Phoolan became the heroine of a book and a successful movie and, if this were not enough, won a seat in the Lok Sabha. But vendetta caught up and she was killed outside her colonial-style home assigned to MPs. Phoolan’s was not an unknown method for a woman to deal with predators, only the scale of the bloodletting was unusual in the annals of Indian patriarchy where a woman is raped every 16 minutes, according to a 2020 crime bureau report.
Mukhtaran Mai’s encounter with gang rape in Pakistan had shades of the Bilkis Bano episode but with a different political landscape. Mai fought her tormenters with the help of a robust media and the courts also offered support albeit in fits and starts.
Mai was subjected to what is commonly known in Pakistan as revenge rape. The story remains unaffected by diverse narratives. The sum and substance is that her young brother was kidnapped and allegedly raped by tribesmen who then accused him of courting a girl from the rival tribe. It was to get even with this apparently cooked-up insult that Mukhtaran Mai was ordered by a kangaroo court to be raped, for her brother’s alleged indiscretion. It was not the first or only such encounter in Pakistan’s battle with mediaeval misogyny.

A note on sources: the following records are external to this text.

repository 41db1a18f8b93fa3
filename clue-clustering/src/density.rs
//! Local density estimation by kernel convolution over neighboring tiles.

use rayon::prelude::*;

use crate::errors::ClueError;
use crate::kernel::Kernel;
use crate::points::PointStore;
use crate::tile_grid::TileGrid;

/// Computes the per-point density column ρ and returns it as a fresh `Vec`.
///
/// For each point `i`, density accumulates `w[j] * kernel(dist(i,j), i, j)` over
/// every point `j` (including `i` itself) found in tiles within Chebyshev distance
/// `d_c` of `i`'s tile, restricted to `dist(i,j) <= d_c`. The pass is expressed as
/// a `rayon` parallel map producing a fresh output buffer rather than mutating a
/// shared column in place, so no cross-thread contention on ρ is possible.
///
/// Fails with [`ClueError::NumericError`] if any resulting density is non-finite.
pub fn compute_density(points: &PointStore, grid: &TileGrid, kernel: &Kernel, d_c: f64) -> Result<Vec<f64>, ClueError> {
    let n = points.n();
    let weights = points.weights();

    let rho: Vec<f64> = (0..n)
        .into_par_iter()
        .map(|i| {
            let home_tile = grid.tile_of(points, i);
            let mut acc = 0.0;
            for tile in grid.neighbors(home_tile, d_c) {
                for &j in grid.points_in(tile) {
                    let dist = grid.distance(points, i, j);
                    if dist <= d_c {
                        acc += weights[j] * kernel.eval(dist, i, j);
                    }
                }
            }
            acc
        })
        .collect();

    if let Some(bad) = rho.iter().find(|v| !v.is_finite()) {
        return Err(ClueError::NumericError {
            reason: format!("density pass produced non-finite value {bad}"),
        });
    }

    Ok(rho)
}

#[cfg(test)]
mod tests {
    use super::*;

    fn uniform_points(coords: &[f64]) -> PointStore {
        PointStore::load(coords.len(), 1, coords.to_vec(), vec![1.0; coords.len()]).unwrap()
    }

    #[test]
    fn density_is_at_least_self_weight_under_flat_kernel() {
        let points = uniform_points(&[0.0, 5.0, 10.0, 15.0, 20.0]);
        let mut grid = TileGrid::new(1);
        grid.auto_configure(&points, 2).unwrap();
        grid.fill(&points).unwrap();
        let kernel = Kernel::flat(0.5).unwrap();
        let rho = compute_density(&points, &grid, &kernel, 1.0).unwrap();
        for (i, w) in points.weights().iter().enumerate() {
            assert!(rho[i] >= *w - 1e-12, "rho[{i}] = {} should be >= weight {w}", rho[i]);
        }
    }

    #[test]
    fn nearby_points_raise_each_others_density() {
        let points = uniform_points(&[0.0, 0.1, 0.2, 100.0]);
        let mut grid = TileGrid::new(1);
        grid.auto_configure(&points, 2).unwrap();
        grid.fill(&points).unwrap();
        let kernel = Kernel::flat(0.5).unwrap();
        let rho = compute_density(&points, &grid, &kernel, 1.0).unwrap();
        assert!(rho[1] > rho[3]);
    }
}
use std::env;
use std::error::Error;
use std::time::Instant;

use clap::Parser;
use log::info;

use clue_clustering::clusterer::Clusterer;
use clue_clustering::kernel::Kernel;
use clue_clustering::points::PointStore;
use clue_io::{load_points_csv, write_clusters_csv};

#[derive(Parser, Debug)]
#[clap(name = "clue")]
#[clap(about = "Density-based clustering of N-dimensional weighted point sets (CLUE)", long_about = None)]
struct Args {
    /// input CSV file: header row, then one row per point (D coordinate columns
    /// followed by a weight column)
    #[clap(long, short = 'i')]
    infile: String,
    /// output CSV file: coordinates, weight, is_seed, cluster_id
    #[clap(long, short = 'o')]
    outfile: String,
    /// density radius used by the density pass and the nearest-higher search
    #[clap(long)]
    dc: f64,
    /// minimum density for a point to be a seed
    #[clap(long)]
    rhoc: f64,
    /// maximum nearest-higher search radius, also used as the outlier-delta threshold
    #[clap(long)]
    dm: f64,
    /// minimum delta for a point to become a seed; defaults to --dc
    #[clap(long)]
    seed_dc: Option<f64>,
    /// target number of points per tile
    #[clap(long)]
    ppbin: Option<usize>,
    /// comma-separated list of dimensions to treat as periodic (0-indexed), e.g. "0,2"
    #[clap(long)]
    wrapped: Option<String>,
    /// use the flat kernel with the given height (the default: height 0.5)
    #[clap(long)]
    flat: Option<f64>,
    /// use the exponential kernel with the given "avg,amp" pair
    #[clap(long)]
    exponential: Option<String>,
    /// use the Gaussian kernel with the given "avg,std,amp" triple
    #[clap(long)]
    gaussian: Option<String>,
}

impl Args {
    fn kernel(&self) -> Result<Kernel, Box<dyn Error>> {
        if let Some(h) = self.flat {
            return Ok(Kernel::flat(h)?);
        }
        if let Some(spec) = &self.exponential {
            let parts: Vec<f64> = spec.split(',').map(|s| s.trim().parse()).collect::<Result<_, _>>()?;
            if parts.len() != 2 {
                return Err("--exponential expects \"avg,amp\"".into());
            }
            return Ok(Kernel::exponential(parts[0], parts[1])?);
        }
        if let Some(spec) = &self.gaussian {
            let parts: Vec<f64> = spec.split(',').map(|s| s.trim().parse()).collect::<Result<_, _>>()?;
            if parts.len() != 3 {
                return Err("--gaussian expects \"avg,std,amp\"".into());
            }
            return Ok(Kernel::gaussian(parts[0], parts[1], parts[2])?);
        }
        Ok(Kernel::default())
    }

    fn wrapped_flags(&self, dim: usize) -> Result<Vec<bool>, Box<dyn Error>> {
        let mut flags = vec![false; dim];
        if let Some(spec) = &self.wrapped {
            for part in spec.split(',') {
                let part = part.trim();
                if part.is_empty() {
                    continue;
                }
                let d: usize = part.parse()?;
                if d >= dim {
                    return Err(format!("--wrapped names dimension {d} but the data has only {dim}").into());
                }
                flags[d] = true;
            }
        }
        Ok(flags)
    }
}

fn main() -> Result<(), Box<dyn Error>> {
    unsafe {
        if env::var("RUST_LOG").is_err() {
            env::set_var("RUST_LOG", "info");
        }
    }
    env_logger::init();
    let args = Args::parse();

    info!("loading points from {}", args.infile);
    let loaded = load_points_csv(&args.infile)?;
    info!("loaded {} points in {} dimensions", loaded.n, loaded.dim);

    let mut points = PointStore::load(loaded.n, loaded.dim, loaded.coords.clone(), loaded.weights.clone())?;
    let kernel = args.kernel()?;
    let wrapped = args.wrapped_flags(loaded.dim)?;

    let mut clusterer = Clusterer::new(args.dc, args.rhoc, args.dm, args.seed_dc, args.ppbin)?;
    clusterer.set_wrapped_coordinates(&wrapped);

    let start = Instant::now();
    clusterer.make_clusters(&mut points, &kernel)?;
    info!("clustered {} points in {:?}", loaded.n, start.elapsed());

    let groups = clusterer.get_clusters(&points);
    let n_outliers = points.read_clusters().iter().filter(|&&c| c == -1).count();
    info!("found {} clusters, {} outliers", groups.len(), n_outliers);

    write_clusters_csv(
        &args.outfile,
        &loaded.coords,
        &loaded.weights,
        loaded.dim,
        points.read_clusters(),
        points.read_seeds(),
    )?;
    info!("wrote clustering to {}", args.outfile);

    Ok(())
}
//! Builds the inverse nearest-higher adjacency (the "followers" graph) and
//! propagates seed cluster ids over it by breadth-first search.

use std::collections::VecDeque;

use crate::NONE;

/// CSR-encoded followers graph: `children[starts[u]..starts[u+1]]` are the
/// point indices that follow `u` (i.e. whose nearest-higher neighbor is `u`),
/// sorted ascending by point index.
struct FollowersGraph {
    starts: Vec<usize>,
    children: Vec<usize>,
}

/// Builds the followers graph from `nh` and `is_outlier`, restricted to points
/// that are neither seeds nor outliers (`eligible[i]`). Built by the same
/// counting pass + exclusive prefix-sum + scatter pattern as the tile grid: no
/// atomics, and scattering in ascending point-index order yields per-parent lists
/// that are already sorted.
fn build_followers_graph(n: usize, nh: &[i64], eligible: &[bool]) -> FollowersGraph {
    let mut counts = vec![0usize; n];
    for i in 0..n {
        if eligible[i] {
            let parent = nh[i];
            if parent != NONE {
                counts[parent as usize] += 1;
            }
        }
    }

    let mut starts = vec![0usize; n + 1];
    for u in 0..n {
        starts[u + 1] = starts[u] + counts[u];
    }

    let mut cursor = starts.clone();
    let mut children = vec![0usize; starts[n]];
    for i in 0..n {
        if eligible[i] {
            let parent = nh[i];
            if parent != NONE {
                let slot = parent as usize;
                children[cursor[slot]] = i;
                cursor[slot] += 1;
            }
        }
    }

    FollowersGraph { starts, children }
}

/// Propagates each seed's cluster id to every point reachable from it through
/// the follower graph, by breadth-first search from every seed in ascending seed
/// index order. An explicit `VecDeque` work-list is used instead of recursion: a
/// forest over up to millions of points would risk a stack overflow under a
/// recursive traversal.
///
/// `cluster` must already carry each seed's own id (as written by
/// [`crate::labeling::label_points`]) and `-1` everywhere else. `is_outlier[i]`
/// marks points that must never receive a cluster id even if `nh` would
/// otherwise route them into a seed's tree. Returns the final cluster column.
pub fn propagate(nh: &[i64], is_seed: &[bool], is_outlier: &[bool], mut cluster: Vec<i32>) -> Vec<i32> {
    let n = nh.len();
    let eligible: Vec<bool> = (0..n).map(|i| !is_seed[i] && !is_outlier[i]).collect();
    let graph = build_followers_graph(n, nh, &eligible);

    let mut seeds: Vec<usize> = (0..n).filter(|&i| is_seed[i]).collect();
    seeds.sort_by_key(|&i| cluster[i]);

    let mut queue: VecDeque<usize> = VecDeque::new();
    for &s in &seeds {
        queue.push_back(s);
        while let Some(u) = queue.pop_front() {
            let id = cluster[u];
            let children = &graph.children[graph.starts[u]..graph.starts[u + 1]];
            for &v in children {
                cluster[v] = id;
                queue.push_back(v);
            }
        }
    }

    cluster
}
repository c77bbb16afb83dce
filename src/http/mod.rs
//! HTTP transport used by the virtual users.
mod client;
mod transport;


pub use client::build_transports;
pub use transport::{HttpTransport, Transport};
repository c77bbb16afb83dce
use std::time::Duration;

/// Status code that classifies a response as a success.
pub const OK_STATUS: u16 = 200;

#[derive(Debug, Clone, Copy, PartialEq, Eq)]
pub enum Outcome {
    Success,
    Failure,
}

impl Outcome {
    #[must_use]
    pub const fn as_str(self) -> &'static str {
        match self {
            Outcome::Success => "success",
            Outcome::Failure => "failure",
        }
    }
}

/// Result of one attempted request. Consumed right after it is recorded.
#[derive(Debug, Clone)]
pub struct RequestOutcome {
    /// Time to response or time to failure; `None` when the request never left
    /// the worker (it could not be built).
    pub elapsed: Option<Duration>,
    pub status: Option<u16>,
    pub outcome: Outcome,
    pub identity: String,
    pub error: Option<String>,
}

impl RequestOutcome {
    #[must_use]
    pub fn response(status: u16, elapsed: Duration, identity: &str) -> Self {
        let outcome = if status == OK_STATUS {
            Outcome::Success
        } else {
            Outcome::Failure
        };
        Self {
            elapsed: Some(elapsed),
            status: Some(status),
            outcome,
            identity: identity.to_owned(),
            error: None,
        }
    }

    #[must_use]
    pub fn failure(elapsed: Option<Duration>, identity: &str, error: String) -> Self {
        Self {
            elapsed,
            status: None,
            outcome: Outcome::Failure,
            identity: identity.to_owned(),
            error: Some(error),
        }
    }
}

/// Run-wide counters. `total == success_count + failure_count` after every
/// completed [`AggregateStats::record`].
#[derive(Debug, Clone, Copy, Default, PartialEq, Eq)]
pub struct AggregateStats {
    pub total: u64,
    pub success_count: u64,
    pub failure_count: u64,
    pub latency_sum: Duration,
    pub latency_count: u64,
}

impl AggregateStats {
    pub fn record(&mut self, outcome: &RequestOutcome) {
        self.total = self.total.saturating_add(1);
        match outcome.outcome {
            Outcome::Success => self.success_count = self.success_count.saturating_add(1),
            Outcome::Failure => self.failure_count = self.failure_count.saturating_add(1),
        }
        if let Some(elapsed) = outcome.elapsed {
            self.latency_sum = self.latency_sum.saturating_add(elapsed);
            self.latency_count = self.latency_count.saturating_add(1);
        }
    }

    #[must_use]
    pub const fn is_consistent(&self) -> bool {
        match self.success_count.checked_add(self.failure_count) {
            Some(sum) => sum == self.total,
            None => false,
        }
    }
}
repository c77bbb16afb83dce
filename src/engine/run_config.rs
use std::path::Path;
use std::time::Duration;

use url::Url;
use reqwest::header::HeaderName;

use crate::args::parsers::parse_header_name;
use crate::args::{DEFAULT_IDENTITY_CATALOG, HttpMethod, LoadArgs};
use crate::error::ValidationError;

use super::{IdentityCatalog, ThinkTime};

/// Validated parameters of one run. Read-only once the run starts.
#[derive(Debug, Clone)]
pub struct RunConfig {
    pub target: Url,
    pub method: HttpMethod,
    pub duration: Duration,
    pub concurrency: usize,
    pub think: ThinkTime,
    pub identities: IdentityCatalog,
    pub identity_header: HeaderName,
    pub request_timeout: Duration,
    pub connect_timeout: Duration,
    pub max_requests: Option<u64>,
}

impl RunConfig {
    /// Validates CLI/config input into a run configuration.
    ///
    /// # Errors
    ///
    /// Returns an error when the URL, duration, or concurrency is missing or
    /// invalid, when the think-time bounds are inverted, or when the identity
    /// catalog is empty or unreadable.
    pub fn from_args(args: &LoadArgs) -> Result<Self, ValidationError> {
        let url = args.url.as_deref().ok_or(ValidationError::MissingUrl)?;
        let target = parse_target(url)?;
        let duration = args
            .target_duration
            .ok_or(ValidationError::MissingField { field: "duration" })?;
        let concurrency = args.concurrency.ok_or(ValidationError::MissingField {
            field: "concurrency",
        })?;
        let think = ThinkTime::from_secs_f64(args.min_think, args.max_think)?;
        let identities = resolve_identities(&args.identities, args.identity_file.as_deref())?;
        let identity_header = parse_header_name(&args.identity_header)?;

        Ok(Self {
            target,
            method: args.method,
            duration: Duration::from_secs(duration.get()),
            concurrency: concurrency.get(),
            think,
            identities,
            identity_header,
            request_timeout: args.request_timeout,
            connect_timeout: args.connect_timeout,
            max_requests: args.requests.map(u64::from),
        })
    }
}

fn parse_target(value: &str) -> Result<Url, ValidationError> {
    let url = Url::parse(value.trim()).map_err(|err| ValidationError::InvalidUrl {
        value: value.to_owned(),
        source: err,
    })?;
    match url.scheme() {
        "http" | "https" => Ok(url),
        other => Err(ValidationError::UnsupportedScheme {
            scheme: other.to_owned(),
        }),
    }
}

fn resolve_identities(
    inline: &[String],
    file: Option<&Path>,
) -> Result<IdentityCatalog, ValidationError> {
    let mut entries: Vec<String> = inline.to_vec();
    if let Some(path) = file {
        let content =
            std::fs::read_to_string(path).map_err(|err| ValidationError::ReadIdentityFile {
                path: path.display().to_string(),
                source: err,
            })?;
        entries.extend(
            content
                .lines()
                .map(str::trim)
                .filter(|line| !line.is_empty() && !line.starts_with('#'))
                .map(str::to_owned),
        );
    } else if entries.is_empty() {
        return IdentityCatalog::new(DEFAULT_IDENTITY_CATALOG);
    }
    IdentityCatalog::new(entries)
}
//! CLI argument types and parsing helpers.
mod cli;
mod defaults;
pub(crate) mod parsers;
mod types;

#[cfg(test)]
pub(crate) mod test_support;
#[cfg(test)]
mod tests;

pub use cli::LoadArgs;
pub use types::{HttpMethod, OutputFormat, PositiveU64, PositiveUsize};

pub(crate) use defaults::{
    DEFAULT_IDENTITY_CATALOG, DEFAULT_IDENTITY_HEADER, DEFAULT_REQUEST_LOG, DEFAULT_USER_AGENT,
};
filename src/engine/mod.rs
//! Virtual-user engine: run parameters, worker loop, and scheduler.
mod identity;
mod limiter;
mod pacing;
mod run_config;
mod scheduler;
mod worker;

#[cfg(test)]
mod tests;

pub use identity::{Identity, IdentityCatalog};
pub use limiter::RequestLimiter;
pub use pacing::ThinkTime;
pub use run_config::RunConfig;
pub use scheduler::{RunTiming, run_scheduler};
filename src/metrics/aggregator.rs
use std::sync::{Mutex, MutexGuard, PoisonError};

use super::{AggregateStats, RequestOutcome};

/// Shared accumulator written by every worker.
///
/// All counters live behind one lock, so a record is applied as a unit and a
/// snapshot never observes a half-applied update. A poisoned lock is taken
/// over, never skipped.
#[derive(Debug, Default)]
pub struct Aggregator {
    stats: Mutex<AggregateStats>,
}

impl Aggregator {
    #[must_use]
    pub fn new() -> Self {
        Self::default()
    }

    pub fn record(&self, outcome: &RequestOutcome) {
        self.lock().record(outcome);
    }

    #[must_use]
    pub fn snapshot(&self) -> AggregateStats {
        *self.lock()
    }

    fn lock(&self) -> MutexGuard<'_, AggregateStats> {
        self.stats.lock().unwrap_or_else(PoisonError::into_inner)
    }
}
use thiserror::Error;

use super::{ConfigError, HttpError, SinkError, ValidationError};

#[derive(Debug, Error)]
pub enum AppError {
    #[error("I/O error: {source}")]
    Io {
        #[from]
        source: std::io::Error,
    },
    #[error("CLI error: {source}")]
    Clap {
        #[from]
        source: clap::Error,
    },
    #[error("JSON error: {source}")]
    Json {
        #[from]
        source: serde_json::Error,
    },
    #[error("Format error: {source}")]
    Format {
        #[from]
        source: std::fmt::Error,
    },
    #[error("Join error: {source}")]
    Join {
        #[from]
        source: tokio::task::JoinError,
    },
    #[error("Validation error: {0}")]
    Validation(#[from] ValidationError),
    #[error("Configuration error: {0}")]
    Config(#[from] ConfigError),
    #[error("HTTP error: {0}")]
    Http(#[from] HttpError),
    #[error("Sink error: {0}")]
    Sink(#[from] SinkError),
}

pub type AppResult<T> = Result<T, AppError>;

impl AppError {
    pub fn validation<E>(error: E) -> Self
    where
        E: Into<ValidationError>,
    {
        error.into().into()
    }

    pub fn config<E>(error: E) -> Self
    where
        E: Into<ConfigError>,
    {
        error.into().into()
    }

    pub fn http<E>(error: E) -> Self
    where
        E: Into<HttpError>,
    {
        error.into().into()
    }

    pub fn sink<E>(error: E) -> Self
    where
        E: Into<SinkError>,
    {
        error.into().into()
    }
}
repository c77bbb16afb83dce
use async_trait::async_trait;
use reqwest::{Client, Method, header::HeaderName};
use url::Url;

use crate::{engine::Identity, engine::RunConfig, error::HttpError};

/// One virtual user's connection to the target.
///
/// Implementations resolve to the response status code. A request that could
/// not be built must return [`HttpError::BuildRequest`]; every other failure is
/// a transport failure.
#[async_trait]
pub trait Transport: Send + Sync + 'static {
    async fn send(&self, identity: &Identity) -> Result<u16, HttpError>;
}

#[derive(Debug, Clone)]
pub struct HttpTransport {
    client: Client,
    method: Method,
    target: Url,
    identity_header: HeaderName,
}

impl HttpTransport {
    #[must_use]
    pub fn new(client: Client, config: &RunConfig) -> Self {
        Self {
            client,
            method: config.method.as_reqwest(),
            target: config.target.clone(),
            identity_header: config.identity_header.clone(),
        }
    }
}

#[async_trait]
impl Transport for HttpTransport {
    async fn send(&self, identity: &Identity) -> Result<u16, HttpError> {
        let request = self
            .client
            .request(self.method.clone(), self.target.clone())
            .header(self.identity_header.clone(), identity.header_value().clone())
            .build()
            .map_err(|err| HttpError::BuildRequest { source: err })?;

        let response = self
            .client
            .execute(request)
            .await
            .map_err(|err| HttpError::Transport { source: err })?;
        let status = response.status().as_u16();
        // Drain the body so the connection goes back to this worker's pool.
        response
            .bytes()
            .await
            .map_err(|err| HttpError::Transport { source: err })?;
        Ok(status)
    }
}
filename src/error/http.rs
use thiserror::Error;

#[derive(Debug, Error)]
pub enum HttpError {
    #[error("Failed to build HTTP client for worker {worker}: {source}")]
    BuildClient {
        worker: usize,
        #[source]
        source: reqwest::Error,
    },
    #[error("Failed to build request: {source}")]
    BuildRequest {
        #[source]
        source: reqwest::Error,
    },
    #[error("Request failed: {source}")]
    Transport {
        #[source]
        source: reqwest::Error,
    },
    #[error("{count} worker task(s) terminated abnormally.")]
    WorkersFailed { count: usize },
    #[cfg(test)]
    #[error("Test expectation failed: {message}")]
    TestExpectation { message: &'static str },
}

impl HttpError {
    /// The request never reached the transport, so no latency was observed.
    #[must_use]
    pub const fn is_build_failure(&self) -> bool {
        matches!(self, HttpError::BuildRequest { .. })
    }
}
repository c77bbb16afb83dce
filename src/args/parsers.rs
use std::time::Duration;

use reqwest::header::HeaderName;

use super::types::{PositiveU64, PositiveUsize};
use crate::error::{AppError, AppResult, ValidationError};

pub(super) fn parse_positive_u64(s: &str) -> AppResult<PositiveU64> {
    s.parse::<PositiveU64>().map_err(AppError::from)
}

pub(super) fn parse_positive_usize(s: &str) -> AppResult<PositiveUsize> {
    s.parse::<PositiveUsize>().map_err(AppError::from)
}

pub(crate) fn parse_header_name(s: &str) -> Result<HeaderName, ValidationError> {
    HeaderName::from_bytes(s.trim().as_bytes()).map_err(|_err| {
        ValidationError::InvalidHeaderName {
            value: s.to_owned(),
        }
    })
}

/// Parses a think-time bound given in (possibly fractional) seconds.
pub(crate) fn parse_think_seconds(s: &str) -> Result<f64, ValidationError> {
    let value: f64 = s
        .trim()
        .parse()
        .map_err(|err| ValidationError::InvalidThinkTimeNumber {
            value: s.to_owned(),
            source: err,
        })?;
    ensure_think_seconds(value)
}

pub(crate) fn ensure_think_seconds(value: f64) -> Result<f64, ValidationError> {
    if !value.is_finite() || value.is_sign_negative() {
        return Err(ValidationError::ThinkTimeOutOfRange { value });
    }
    Ok(value)
}

pub(crate) fn parse_duration_arg(s: &str) -> Result<Duration, ValidationError> {
    let value = s.trim();
    if value.is_empty() {
        return Err(ValidationError::DurationEmpty);
    }

    let mut digits_len = 0usize;
    for ch in value.chars() {
        if ch.is_ascii_digit() {
            digits_len = digits_len.saturating_add(1);
        } else {
            break;
        }
    }
    if digits_len == 0 {
        return Err(ValidationError::InvalidDurationFormat {
            value: value.to_owned(),
        });
    }
    let (num_part, unit_part) = value.split_at(digits_len);
    let number: u64 = num_part
        .parse()
        .map_err(|err| ValidationError::InvalidDurationNumber {
            value: value.to_owned(),
            source: err,
        })?;

    let unit = if unit_part.is_empty() { "s" } else { unit_part };
    let duration = match unit {
        "ms" => Duration::from_millis(number),
        "s" => Duration::from_secs(number),
        "m" => {
            let secs = number
                .checked_mul(60)
                .ok_or(ValidationError::DurationOverflow)?;
            Duration::from_secs(secs)
        }
        "h" => {
            let secs = number
                .checked_mul(60)
                .and_then(|seconds| seconds.checked_mul(60))
                .ok_or(ValidationError::DurationOverflow)?;
            Duration::from_secs(secs)
        }
        _ => {
            return Err(ValidationError::InvalidDurationUnit {
                unit: unit.to_owned(),
            });
        }
    };

    if duration.as_millis() == 0 {
        return Err(ValidationError::DurationZero);
    }

    Ok(duration)
}
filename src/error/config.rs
use super::ValidationError;
use std::path::PathBuf;
use thiserror::Error;

#[derive(Debug, Error)]
pub enum ConfigError {
    #[error("Failed to read config '{path}': {source}")]
    ReadConfig {
        path: PathBuf,
        #[source]
        source: std::io::Error,
    },
    #[error("Failed to parse TOML config '{path}': {source}")]
    ParseToml {
        path: PathBuf,
        #[source]
        source: toml::de::Error,
    },
    #[error("Failed to parse JSON config '{path}': {source}")]
    ParseJson {
        path: PathBuf,
        #[source]
        source: serde_json::Error,
    },
    #[error("Unsupported config extension '{ext}'. Use .toml or .json.")]
    UnsupportedExtension { ext: String },
    #[error("Config file must have .toml or .json extension.")]
    MissingExtension,
    #[error("Config '{field}' is invalid: {source}")]
    InvalidField {
        field: &'static str,
        #[source]
        source: ValidationError,
    },
    #[error("Config '{field}' must be >= 1.")]
    FieldMustBePositive { field: &'static str },
    #[error("Failed to read {field} from prompt: {source}")]
    Prompt {
        field: &'static str,
        #[source]
        source: std::io::Error,
    },
    #[cfg(test)]
    #[error("Test expectation failed: {message}")]
    TestExpectation { message: &'static str },
    #[cfg(test)]
    #[error("Test expectation failed: {message}: {value}")]
    TestExpectationValue {
        message: &'static str,
        value: String,
    },
}
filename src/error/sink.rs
use std::path::PathBuf;

use thiserror::Error;

#[derive(Debug, Error)]
pub enum SinkError {
    #[error("Failed to create request log '{path}': {source}")]
    CreateRequestLog {
        path: PathBuf,
        #[source]
        source: std::io::Error,
    },
    #[error("Failed to write request log: {source}")]
    WriteRequestLog {
        #[source]
        source: std::io::Error,
    },
    #[error("Failed to format request log line: {source}")]
    FormatLine {
        #[source]
        source: std::fmt::Error,
    },
    #[cfg(test)]
    #[error("Test expectation failed: {message}")]
    TestExpectation { message: &'static str },
    #[cfg(test)]
    #[error("Test expectation failed: {message}: {value}")]
    TestExpectationValue {
        message: &'static str,
        value: String,
    },
}
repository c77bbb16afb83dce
use clap::Parser;

use crate::error::{AppError, AppResult};

use super::LoadArgs;

pub(crate) fn parse_test_args<I, T>(args: I) -> AppResult<LoadArgs>
where
    I: IntoIterator<Item = T>,
    T: Into<std::ffi::OsString> + Clone,
{
    LoadArgs::try_parse_from(args).map_err(AppError::from)
}
use std::path::Path;
use std::sync::Arc;

use tracing::{debug, info, warn};

use crate::{
    engine::{RunConfig, run_scheduler},
    error::{AppError, AppResult},
    http::build_transports,
    metrics::{Aggregator, open_request_log},
    shutdown::{setup_signal_shutdown_handler, shutdown_channel, shutdown_requested},
};

use super::summary::Report;

/// Runs one load test against the configured target and reports on it.
///
/// Everything that can fail at startup (clients, request log) is set up
/// before the first worker starts.
///
/// # Errors
///
/// Returns an error when a client or the request log cannot be created, or
/// when a worker task terminated abnormally.
pub(crate) async fn run_local(config: RunConfig, request_log: Option<&Path>) -> AppResult<Report> {
    let transports = build_transports(&config).map_err(AppError::http)?;

    let (log, log_writer) = match request_log {
        Some(path) => {
            let (log, writer) = open_request_log(path).await.map_err(AppError::sink)?;
            info!("Writing request log to {}.", path.display());
            (Some(log), Some(writer))
        }
        None => (None, None),
    };

    let (shutdown_tx, mut interrupt_rx) = shutdown_channel();
    let signal_handle = setup_signal_shutdown_handler(&shutdown_tx);
    let aggregator = Arc::new(Aggregator::new());
    let config = Arc::new(config);

    let result = run_scheduler(&config, transports, &aggregator, log, &shutdown_tx).await;

    let interrupted = shutdown_requested(&mut interrupt_rx);
    if !interrupted {
        drop(shutdown_tx.send(()));
    }
    if let Err(err) = signal_handle.await {
        debug!("Signal handler task ended abnormally: {}", err);
    }

    if let Some(writer) = log_writer {
        match writer.await {
            Ok(Ok(lines)) => debug!("Request log closed after {} lines.", lines),
            Ok(Err(err)) => warn!("Request log incomplete: {}", err),
            Err(err) => warn!("Request log writer failed: {}", err),
        }
    }

    let timing = result?;
    let stats = aggregator.snapshot();
    if interrupted {
        warn!("Run interrupted; summary covers completed requests only.");
    }
    info!(
        "Run finished: {} requests in {:.2}s.",
        timing.requests,
        timing.wall_clock.as_secs_f64()
    );

    let mut report = Report::new(&config.target, &stats, timing.wall_clock);
    report.interrupted = interrupted;
    Ok(report)
}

Women in Manipur are remembered for a memorable protest they held against rape allegedly by Indian security forces. On one occasion, after the sexual assault and murder of a local woman, a group of Manipuri women took off their clothes before the headquarters of the security forces, with placards mocking the Indian army to rape them. Possibly the most respected chronicler of rape, disappearances, and custodial deaths in Kashmir is currently in prison.
Bakhtawar Bhutto-Zardari who used the phrase “cavemen sexism” was expressing her angst at the rape of yet another woman. One is not sure if cavemen were as barbaric as we find their “civilised counterparts” to be, but let’s stay with Ms Bhutto-Zardari’s description. The description can also be seen as an allusion to a tribal practice that is unabashedly biased against women.
Bilkis Bano’s trauma by contrast served a relatively modern purpose, if we can just ignore its primitive methods. See her as a victim of a nationalism that rejoices in the lynching and abuse of the weaker and vulnerable layers of Indian society. And since it addresses the needs of a no-holds-barred right-wing nationalist awakening, what shall we call it? If Bakhtawar Bhutto-Zardari’s evocative phrase describes a primeval context, what should we call the brutality that’s hitched to an undeclared but palpably overwhelming nationalist purpose?
It isn’t that terror-striking male instincts ever go away. Manto was not writing about something that he only imagined or saw in some other civilisation. He was witness to the putrid backstage of the celebrations of independence held by India and Pakistan 75 years ago.
In a remarkable collection of oral histories of women caught in the throes of partition, Urvashi Butalia’s The Other Side of Silence: Voices from the Partition of India, has amazing accounts of the Jekyll and Hyde lurking in us. She quotes a gut-wrenching passage from Anis Kidwai’s recollections in Azadi Ki Chhaon Mein (In the shade of freedom). Working among women kidnapped by Hindu, Sikh and Muslim men, many women social activists were harnessed by Mridula Sarabhai, Kidwai among them.
Describing the lot of women from one religious group, Kidwai noted the trauma of the luckless women: “In all of this a girl would be killed or be wounded. The ‘good stuff’ would be shared among the police and army. The ‘second rate stuff’ would go to everyone else.”
It could be a reading from the diary of a Yazidi woman. It could be a passage from someone closer home.